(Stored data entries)
· · ·

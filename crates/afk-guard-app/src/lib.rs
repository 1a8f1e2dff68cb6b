#![warn(missing_docs)]
//! # afk-guard-app
//!
//! ## Purpose
//! Owns the lock session lifecycle: activation gating, input blocking,
//! window mirroring, telemetry, re-authentication, and teardown.
//!
//! ## Responsibilities
//! - Drive the pure session machine ([`machine`]) and execute its effects
//!   against the owned subsystems.
//! - Gate activation on ground-truth permission probes and a live target
//!   window.
//! - Surface session observables (state, errors, latest frame, latest
//!   telemetry) to a display layer without exposing subsystem internals.
//!
//! ## Data flow
//! The interception thread and the capture/telemetry threads never call back
//! into the coordinator; they write to shared observables or post an unlock
//! signal the shell drains with [`LockCoordinator::try_recv_unlock_request`].
//! All state transitions happen on the caller's thread.
//!
//! ## Ownership and lifetimes
//! The coordinator owns every subsystem for its whole lifetime. Dropping it
//! force-exits any active session, so interception can never outlive the
//! process shell.
//!
//! ## Error model
//! Activation failures return [`LockError`] and leave the coordinator idle.
//! Failures inside a locked session (blocker install, capture interruption,
//! rejected challenge) are recorded as session errors and never unlock.

use std::sync::mpsc::{Receiver, Sender, TryRecvError, channel};
use std::sync::{Arc, Mutex};
use std::time::SystemTime;

use afk_guard_auth::{AuthChallenge, AuthVerdict};
use afk_guard_capture::engine::{CaptureEngine, EngineConfig};
use afk_guard_capture::{CaptureError, CaptureProvider};
use afk_guard_core::{Capability, Frame, LockError, LockState, MetricsSnapshot, WindowHandle};
use afk_guard_input::{InputBlocker, InputInterceptor};
use afk_guard_metrics::{MetricsSampler, MetricsSource, SamplerConfig};
use afk_guard_permissions::PermissionValidator;

pub mod machine;

use machine::{Effect, Input};

/// Application version baked in from the workspace VERSION file.
pub fn app_version() -> &'static str {
    env!("AFK_GUARD_VERSION")
}

/// Factory producing a fresh counter source for each session.
pub type MetricsSourceFactory = Box<dyn Fn() -> Box<dyn MetricsSource> + Send>;

/// Observables shared with the capture and telemetry threads.
#[derive(Default)]
struct SessionObservables {
    latest_frame: Mutex<Option<Frame>>,
    latest_metrics: Mutex<MetricsSnapshot>,
    lock_error: Mutex<Option<LockError>>,
    capture_error: Mutex<Option<LockError>>,
    started_at: Mutex<Option<SystemTime>>,
}

impl SessionObservables {
    fn store_frame(&self, frame: Frame) {
        if let Ok(mut guard) = self.latest_frame.lock() {
            *guard = Some(frame);
        }
    }

    fn store_metrics(&self, snapshot: MetricsSnapshot) {
        if let Ok(mut guard) = self.latest_metrics.lock() {
            *guard = snapshot;
        }
    }

    fn set_lock_error(&self, error: LockError) {
        log::warn!("session error recorded: {error}");
        if let Ok(mut guard) = self.lock_error.lock() {
            *guard = Some(error);
        }
    }

    fn set_capture_error(&self, error: LockError) {
        log::warn!("capture error recorded: {error}");
        if let Ok(mut guard) = self.capture_error.lock() {
            *guard = Some(error);
        }
    }

    fn reset_errors(&self) {
        if let Ok(mut guard) = self.lock_error.lock() {
            *guard = None;
        }
        if let Ok(mut guard) = self.capture_error.lock() {
            *guard = None;
        }
    }

    fn mark_started(&self) {
        if let Ok(mut guard) = self.started_at.lock() {
            *guard = Some(SystemTime::now());
        }
    }

    fn clear(&self) {
        // The last lock_error survives into idle so a display layer can
        // still show why the previous session degraded.
        if let Ok(mut guard) = self.latest_frame.lock() {
            *guard = None;
        }
        if let Ok(mut guard) = self.latest_metrics.lock() {
            *guard = MetricsSnapshot::empty();
        }
        if let Ok(mut guard) = self.capture_error.lock() {
            *guard = None;
        }
        if let Ok(mut guard) = self.started_at.lock() {
            *guard = None;
        }
    }
}

/// Orchestrates one lock session at a time over the owned subsystems.
pub struct LockCoordinator {
    provider: Arc<dyn CaptureProvider>,
    auth: Arc<dyn AuthChallenge>,
    engine: CaptureEngine,
    blocker: InputBlocker,
    sampler: MetricsSampler,
    validator: PermissionValidator,
    metrics_source: MetricsSourceFactory,
    state: LockState,
    selected: Option<WindowHandle>,
    session: Arc<SessionObservables>,
    unlock_rx: Receiver<()>,
    blocker_installed: bool,
    pending_verdict: Option<AuthVerdict>,
}

impl LockCoordinator {
    /// Creates a coordinator with default capture and sampling timings.
    pub fn new(
        provider: Arc<dyn CaptureProvider>,
        interceptor: Box<dyn InputInterceptor>,
        auth: Arc<dyn AuthChallenge>,
        metrics_source: MetricsSourceFactory,
    ) -> Self {
        Self::with_configs(
            provider,
            interceptor,
            auth,
            metrics_source,
            EngineConfig::default(),
            SamplerConfig::default(),
        )
    }

    /// Creates a coordinator with explicit subsystem timings.
    pub fn with_configs(
        provider: Arc<dyn CaptureProvider>,
        interceptor: Box<dyn InputInterceptor>,
        auth: Arc<dyn AuthChallenge>,
        metrics_source: MetricsSourceFactory,
        engine_config: EngineConfig,
        sampler_config: SamplerConfig,
    ) -> Self {
        let (unlock_tx, unlock_rx): (Sender<()>, Receiver<()>) = channel();
        let blocker = InputBlocker::new(interceptor, move || {
            // Interception thread context; post and return.
            let _ = unlock_tx.send(());
        });

        Self {
            engine: CaptureEngine::with_config(Arc::clone(&provider), engine_config),
            provider,
            auth,
            blocker,
            sampler: MetricsSampler::with_config(sampler_config),
            validator: PermissionValidator::new(),
            metrics_source,
            state: LockState::Idle,
            selected: None,
            session: Arc::new(SessionObservables::default()),
            unlock_rx,
            blocker_installed: false,
            pending_verdict: None,
        }
    }

    /// Enumerates windows eligible for selection.
    ///
    /// # Errors
    /// Returns [`LockError::PermissionDenied`] when the live enumeration is
    /// refused outright.
    pub fn available_windows(&self) -> Result<Vec<WindowHandle>, LockError> {
        self.provider
            .list_windows()
            .map_err(|_| LockError::PermissionDenied(Capability::ScreenCapture))
    }

    /// Selects the mirror target for the next session. Ignored while a
    /// session is active.
    pub fn select_window(&mut self, window: WindowHandle) {
        if self.state != LockState::Idle {
            log::warn!("window selection ignored during an active session");
            return;
        }
        log::info!("selected window {} ({})", window.id, window.display_name());
        self.selected = Some(window);
    }

    /// Returns the currently selected mirror target.
    pub fn selected_window(&self) -> Option<&WindowHandle> {
        self.selected.as_ref()
    }

    /// Starts a lock session for the selected window.
    ///
    /// The preconditions are probed fresh on every call: capture permission
    /// by live enumeration, target presence against that same enumeration. A
    /// blocker install failure degrades the session but does not abort it.
    ///
    /// # Errors
    /// Returns the precondition or startup failure; the coordinator is idle
    /// again when this returns an error.
    pub fn activate(&mut self) -> Result<(), LockError> {
        if self.state != LockState::Idle {
            log::warn!("activation ignored; a session is already active");
            return Ok(());
        }

        // Errors shown while idle describe the previous attempt; this one
        // starts clean.
        self.session.reset_errors();

        let capture_granted = self.validator.check_capture(self.provider.as_ref());
        let window_found = match (&self.selected, capture_granted) {
            (Some(target), true) => self
                .provider
                .list_windows()
                .map(|windows| windows.iter().any(|window| window.id == target.id))
                .unwrap_or(false),
            _ => false,
        };

        self.apply(Input::Activate {
            has_selection: self.selected.is_some(),
            capture_granted,
            window_found,
        })?;

        let blocker_installed = self.blocker_installed;
        self.apply(Input::SetupFinished { blocker_installed })?;

        self.session.mark_started();
        log::info!("lock session active");
        Ok(())
    }

    /// Runs one re-authentication cycle: suspend blocking, present the
    /// challenge, and either tear the session down or re-lock.
    ///
    /// Returns `true` when the session ended. A no-op outside the locked
    /// state.
    pub fn request_unlock(&mut self) -> bool {
        if self.state != LockState::Locked {
            return false;
        }

        if self.apply(Input::UnlockRequested).is_err() {
            return false;
        }
        let verdict = self
            .pending_verdict
            .take()
            .unwrap_or(AuthVerdict::Unavailable);
        let _ = self.apply(Input::ChallengeResult(verdict));

        let unlocked = self.state == LockState::Idle;
        if unlocked {
            log::info!("lock session ended by successful re-authentication");
        }
        unlocked
    }

    /// Tears down any active session unconditionally.
    pub fn force_exit(&mut self) {
        if self.state != LockState::Idle {
            log::warn!("force exit from state {:?}", self.state);
        }
        let _ = self.apply(Input::ForceExit);
    }

    /// Drains pending unlock signals posted by the interception thread.
    ///
    /// Returns `true` when at least one signal was pending.
    pub fn try_recv_unlock_request(&mut self) -> bool {
        let mut any = false;
        loop {
            match self.unlock_rx.try_recv() {
                Ok(()) => any = true,
                Err(TryRecvError::Empty) | Err(TryRecvError::Disconnected) => break,
            }
        }
        any
    }

    /// Current lifecycle state.
    pub fn state(&self) -> LockState {
        self.state
    }

    /// Last recorded session error, if any.
    pub fn lock_error(&self) -> Option<LockError> {
        self.session.lock_error.lock().ok().and_then(|g| g.clone())
    }

    /// Last recorded capture-path error, if any.
    pub fn capture_error(&self) -> Option<LockError> {
        self.session
            .capture_error
            .lock()
            .ok()
            .and_then(|g| g.clone())
    }

    /// Most recent mirror frame of the active session.
    pub fn latest_frame(&self) -> Option<Frame> {
        self.session.latest_frame.lock().ok().and_then(|g| g.clone())
    }

    /// Most recent telemetry snapshot of the active session.
    pub fn latest_metrics(&self) -> MetricsSnapshot {
        self.session
            .latest_metrics
            .lock()
            .map(|g| g.clone())
            .unwrap_or_default()
    }

    /// Wall-clock start of the active session.
    pub fn session_started_at(&self) -> Option<SystemTime> {
        self.session.started_at.lock().ok().and_then(|g| *g)
    }

    /// Returns `true` while input interception is active.
    pub fn input_blocking_active(&self) -> bool {
        self.blocker.is_installed()
    }

    /// Returns `true` once the primary capture path has proven live.
    pub fn primary_capture_live(&self) -> bool {
        self.engine.primary_live()
    }

    fn apply(&mut self, input: Input) -> Result<(), LockError> {
        let (next, effects) = machine::step(self.state, input);
        self.state = next;

        let mut failure: Option<LockError> = None;
        for effect in effects {
            match effect {
                Effect::AbortWithError(error) => {
                    failure = Some(error);
                }
                Effect::InstallBlocker => {
                    self.blocker_installed = self.blocker.install();
                }
                Effect::StartCapture => {
                    if let Err(error) = self.start_capture() {
                        failure = Some(error);
                    }
                }
                Effect::StartMetrics => self.start_metrics(),
                Effect::RecordWarning(error) => self.session.set_lock_error(error),
                Effect::SuspendBlocker => self.blocker.suspend(),
                Effect::PresentChallenge => {
                    self.pending_verdict = Some(self.auth.challenge());
                }
                Effect::ResumeBlocker => {
                    if !self.blocker.resume() {
                        self.session
                            .set_lock_error(LockError::InputBlockInstallFailed);
                    }
                }
                Effect::StopMetrics => self.sampler.stop(),
                Effect::StopCapture => self.engine.stop(),
                Effect::TeardownBlocker => self.blocker.teardown(),
                Effect::ClearSession => {
                    self.session.clear();
                    let _ = self.try_recv_unlock_request();
                }
            }
        }

        match failure {
            Some(error) => {
                // A startup failure mid-activation unwinds whatever already
                // started before reporting.
                if self.state == LockState::Activating {
                    let _ = self.apply(Input::ForceExit);
                }
                self.session.set_lock_error(error.clone());
                Err(error)
            }
            None => Ok(()),
        }
    }

    fn start_capture(&mut self) -> Result<(), LockError> {
        let target = self.selected.clone().ok_or(LockError::NoWindowSelected)?;
        let frames = Arc::clone(&self.session);
        let errors = Arc::clone(&self.session);

        self.engine
            .start(
                &target,
                move |frame| frames.store_frame(frame),
                move |error| errors.set_capture_error(error),
            )
            .map_err(|error| match error {
                CaptureError::WindowNotFound(_) => LockError::WindowNotFound,
                other => LockError::CaptureStartFailed(other.to_string()),
            })
    }

    fn start_metrics(&mut self) {
        let session = Arc::clone(&self.session);
        let source = (self.metrics_source)();
        self.sampler.start(
            source,
            Arc::new(move |snapshot| session.store_metrics(snapshot)),
        );
    }
}

impl Drop for LockCoordinator {
    fn drop(&mut self) {
        self.force_exit();
    }
}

· · ·

> **WORK TO COMPLETE**:
Your answer must consist solely of the lines from the top of the entries above through the line containing "pub type MetricsSourceFactory", copied exactly, both ends included.

> **FINAL ANSWER**:
filename crates/afk-guard-app/src/lib.rs
repository 1a8f1e2dff68cb6b
#![warn(missing_docs)]
//! # afk-guard-app
//!
//! ## Purpose
//! Owns the lock session lifecycle: activation gating, input blocking,
//! window mirroring, telemetry, re-authentication, and teardown.
//!
//! ## Responsibilities
//! - Drive the pure session machine ([`machine`]) and execute its effects
//!   against the owned subsystems.
//! - Gate activation on ground-truth permission probes and a live target
//!   window.
//! - Surface session observables (state, errors, latest frame, latest
//!   telemetry) to a display layer without exposing subsystem internals.
//!
//! ## Data flow
//! The interception thread and the capture/telemetry threads never call back
//! into the coordinator; they write to shared observables or post an unlock
//! signal the shell drains with [`LockCoordinator::try_recv_unlock_request`].
//! All state transitions happen on the caller's thread.
//!
//! ## Ownership and lifetimes
//! The coordinator owns every subsystem for its whole lifetime. Dropping it
//! force-exits any active session, so interception can never outlive the
//! process shell.
//!
//! ## Error model
//! Activation failures return [`LockError`] and leave the coordinator idle.
//! Failures inside a locked session (blocker install, capture interruption,
//! rejected challenge) are recorded as session errors and never unlock.

use std::sync::mpsc::{Receiver, Sender, TryRecvError, channel};
use std::sync::{Arc, Mutex};
use std::time::SystemTime;

use afk_guard_auth::{AuthChallenge, AuthVerdict};
use afk_guard_capture::engine::{CaptureEngine, EngineConfig};
use afk_guard_capture::{CaptureError, CaptureProvider};
use afk_guard_core::{Capability, Frame, LockError, LockState, MetricsSnapshot, WindowHandle};
use afk_guard_input::{InputBlocker, InputInterceptor};
use afk_guard_metrics::{MetricsSampler, MetricsSource, SamplerConfig};
use afk_guard_permissions::PermissionValidator;

pub mod machine;

use machine::{Effect, Input};

/// Application version baked in from the workspace VERSION file.
pub fn app_version() -> &'static str {
    env!("AFK_GUARD_VERSION")
}

/// Factory producing a fresh counter source for each session.
pub type MetricsSourceFactory = Box<dyn Fn() -> Box<dyn MetricsSource> + Send>;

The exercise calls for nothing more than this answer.